Regarding government intervention in the economy, the 19th century free-market economist Frederic Bastiat spoke of “the seen and unseen.”
When government does something that impacts the economy – levies a tax, enacts a regulation, places the nation under house arrest – the initial effects are the most visible. They’re the “seen.” The long-term damage that often follows is “unseen,” but nonetheless real.
Thanks to Democrats squawking into microphones (including the governors of New York, Michigan, New Jersey and Virginia) bolstered by those nightly briefings, the public is scared senseless and focused almost exclusively on what’s said to prevent the spread of the coronavirus.
There are daily reports on the number of diagnosed cases and deaths (now about a quarter of the original low-side estimate). Then there are the human-interest stories of restaurants donating meals to first responders and families separated by stay-at-home orders, not to mention those mind-numbing we’re-all-in-this-together PSAs.
What’s unseen is the devastation of shutting down the economy since late March – lost jobs which will never come back (paycheck protection notwithstanding), an increase of depression and suicide, and owners who spent years (in some cases decades) building a business, only to see their hard work and sacrifice wiped out overnight.
Out-of-sight, out-of-mind.
In an April 21st Reuters-Ipsos poll, 72% said quarantine measures should remain in effect until “doctors and public health officials say it is safe.”
One gets the impression that if it were up to Dr.

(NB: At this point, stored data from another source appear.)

//! Fiche de catalogue d'une piste

use lmcache::TrackId;
use lmfetch::TrackMetadata;
use serde::{Deserialize, Serialize};

#[cfg(feature = "openapi")]
use utoipa::ToSchema;

/// Métadonnées de catalogue d'une piste
///
/// Le cycle de vie d'une fiche est indépendant de celui de l'artefact : une
/// piste peut être connue sans être en cache.
#[derive(Debug, Clone, PartialEq, Serialize, Deserialize)]
#[cfg_attr(feature = "openapi", derive(ToSchema))]
pub struct LibraryRecord {
    /// Identifiant de la piste dans le catalogue externe
    pub id: TrackId,
    #[serde(default)]
    pub title: String,
    #[serde(default, skip_serializing_if = "Option::is_none")]
    pub artist: Option<String>,
    /// Artistes individuels (découpés depuis `artist` s'ils sont absents)
    #[serde(default, skip_serializing_if = "Vec::is_empty")]
    pub artists: Vec<String>,
    #[serde(default, skip_serializing_if = "Option::is_none")]
    pub album: Option<String>,
    #[serde(default, skip_serializing_if = "Option::is_none")]
    pub duration_secs: Option<f64>,
    #[serde(default, skip_serializing_if = "Option::is_none")]
    pub thumbnail: Option<String>,
    /// URL source à passer au fetcher, si différente de l'identifiant
    #[serde(default, skip_serializing_if = "Option::is_none")]
    pub source_url: Option<String>,
}

impl LibraryRecord {
    /// Crée une fiche minimale
    pub fn new(id: TrackId, title: impl Into<String>) -> Self {
        Self {
            id,
            title: title.into(),
            artist: None,
            artists: Vec::new(),
            album: None,
            duration_secs: None,
            thumbnail: None,
            source_url: None,
        }
    }

    /// Crée une fiche à partir des métadonnées rapportées par le fetcher
    pub fn from_metadata(id: TrackId, metadata: &TrackMetadata) -> Self {
        let mut record = Self::new(id, "");
        record.merge_metadata(metadata);
        record
    }

    /// Référence de téléchargement : l'URL source, sinon l'identifiant
    pub fn reference(&self) -> &str {
        self.source_url
            .as_deref()
            .filter(|url| !url.trim().is_empty())
            .unwrap_or_else(|| self.id.as_str())
    }

    /// Complète les champs vides avec les métadonnées du fetcher
    ///
    /// Les valeurs déjà présentes (catalogue, saisie manuelle) ne sont jamais écrasées.
    pub fn merge_metadata(&mut self, metadata: &TrackMetadata) {
        if self.title.trim().is_empty() {
            if let Some(title) = &metadata.title {
                self.title = title.clone();
            }
        }
        if self.artist.is_none() {
            self.artist = metadata.artist.clone();
        }
        if self.thumbnail.is_none() {
            self.thumbnail = metadata.thumbnail.clone();
        }
        if self.duration_secs.is_none() {
            self.duration_secs = metadata.duration_secs;
        }
        self.normalize();
    }

    /// Remplit les champs dérivés : titre par défaut, liste des artistes
    pub fn normalize(&mut self) {
        if self.title.trim().is_empty() {
            self.title = self.id.to_string();
        }
        if self.artists.is_empty() {
            if let Some(artist) = &self.artist {
                self.artists = split_artists(artist);
            }
        }
    }

    /// Complète les champs vides avec ceux d'une autre fiche de la même piste
    pub(crate) fn fill_from(&mut self, other: &LibraryRecord) {
        if self.title.trim().is_empty() || self.title == self.id.as_str() {
            if !other.title.trim().is_empty() {
                self.title = other.title.clone();
            }
        }
        if self.artist.is_none() {
            self.artist = other.artist.clone();
        }
        if self.artists.is_empty() {
            self.artists = other.artists.clone();
        }
        if self.album.is_none() {
            self.album = other.album.clone();
        }
        if self.duration_secs.is_none() {
            self.duration_secs = other.duration_secs;
        }
        if self.thumbnail.is_none() {
            self.thumbnail = other.thumbnail.clone();
        }
        if self.source_url.is_none() {
            self.source_url = other.source_url.clone();
        }
    }
}

impl LibraryRecord {
    /// Artiste principal : le premier artiste crédité
    pub fn primary_artist(&self) -> Option<&str> {
        self.artists
            .first()
            .map(String::as_str)
            .or(self.artist.as_deref())
            .map(str::trim)
            .filter(|artist| !artist.is_empty())
    }

    /// Vrai si chaque mot de `query` apparaît dans le titre, un artiste ou
    /// l'album, sans tenir compte de la casse
    ///
    /// Une requête vide correspond à toutes les fiches.
    pub fn matches(&self, query: &str) -> bool {
        let haystack = [
            Some(self.title.as_str()),
            self.artist.as_deref(),
            self.album.as_deref(),
        ]
        .into_iter()
        .flatten()
        .chain(self.artists.iter().map(String::as_str))
        .collect::<Vec<_>>()
        .join("\n")
        .to_lowercase();

        query
            .split_whitespace()
            .all(|term| haystack.contains(&term.to_lowercase()))
    }
}

/// Découpe « A & B, C » en `["A", "B", "C"]`
pub fn split_artists(artist: &str) -> Vec<String> {
    artist
        .split(['&', ','])
        .map(str::trim)
        .filter(|part| !part.is_empty())
        .map(str::to_string)
        .collect()
}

Anthony Fauci, that would be as long as journalists keep coming to COVID-19 briefings. In the meantime, grass will grow up through the sidewalks of America’s cities and unemployment could reach Great Depression levels.
Like Democrats and the media, the doctors and public health officials who appear on television nightly have a vested interest in making the crisis (the Great Panic of 2020) last as long as possible. Scientists who were obscure figures just weeks ago, are now media superstars.
Two months ago, no one outside his bureaucratic sinecure had heard his name. Today, an online petition at Change.org calls for People Magazine to name Fauci the “Sexiest Man Alive.” It speaks of his “comforting and intelligent demeanor” which “has helped to lessen our national anxiety.” The head of the National Institute of Allergy and Infectious Diseases was last seen walking on water, while carrying two stone tablets.
Daily episodes of The Dr. Fauci Show are great visuals, as are IV-drips and citizens in face masks.
You will look in vain for interviews with those waiting in line to apply for unemployment. The media will, from time to time, interview demonstrators holding signs calling for an end to the lockdown – usually to mock them. The media also want the shutdown to continue indefinitely. Panic builds an audience. Now that the primaries are over, what else is there to report – Clueless Joe mixing up Memorial Day and Labor Day?
In the first 5 weeks of stagnate-in-place, 26 million made jobless claims – more than all of the jobs added since the 2010 recession. The unemployment rate, which had fallen to the lowest level in 50 years, is expected to climb into the double-digits. A Gallup poll showed a quarter of Americans expect to lose their jobs in the next year.
Heather Mac Donald of the Manhattan Institute says officeholders should be asking: “1. What will your state’s economy look like after another month of enforced stasis? 2. How many workers will have lost their jobs? 3. How many businesses will have closed for good? and 4. How many of your state’s young residents, seeking employment for the first time, will be unable to find it?”
When New York Gov. Andrew Cuomo announced he was extending his state’s shutdown through May 15, he probably didn’t give a passing thought to any of the foregoing.
For politicians, the unseen is often what they choose not to see.
Confronting protestors outside the State Capitol in Albany, who said they were running out of money and desperate for work, His Smugness King Andrew (the first of his name), told them to “take a job as an essential worker.” That those are jobs most of the unemployed are unqualified for, or have no interest in (how many CPAs want to empty bed pans?) is irrelevant to statists like Cuomo, who — in reality — are telling them: We’re not interested in bringing back the job you had (which we deem to be lacking in social utility), but putting you in a position we consider useful.
No wonder Democratic leaders would love to have Dumbo on their national ticket.
It’s not that the unseen is shrouded in mystery. It’s more that most politicians lack the imagination, or the honesty, to see what’s staring them in the face.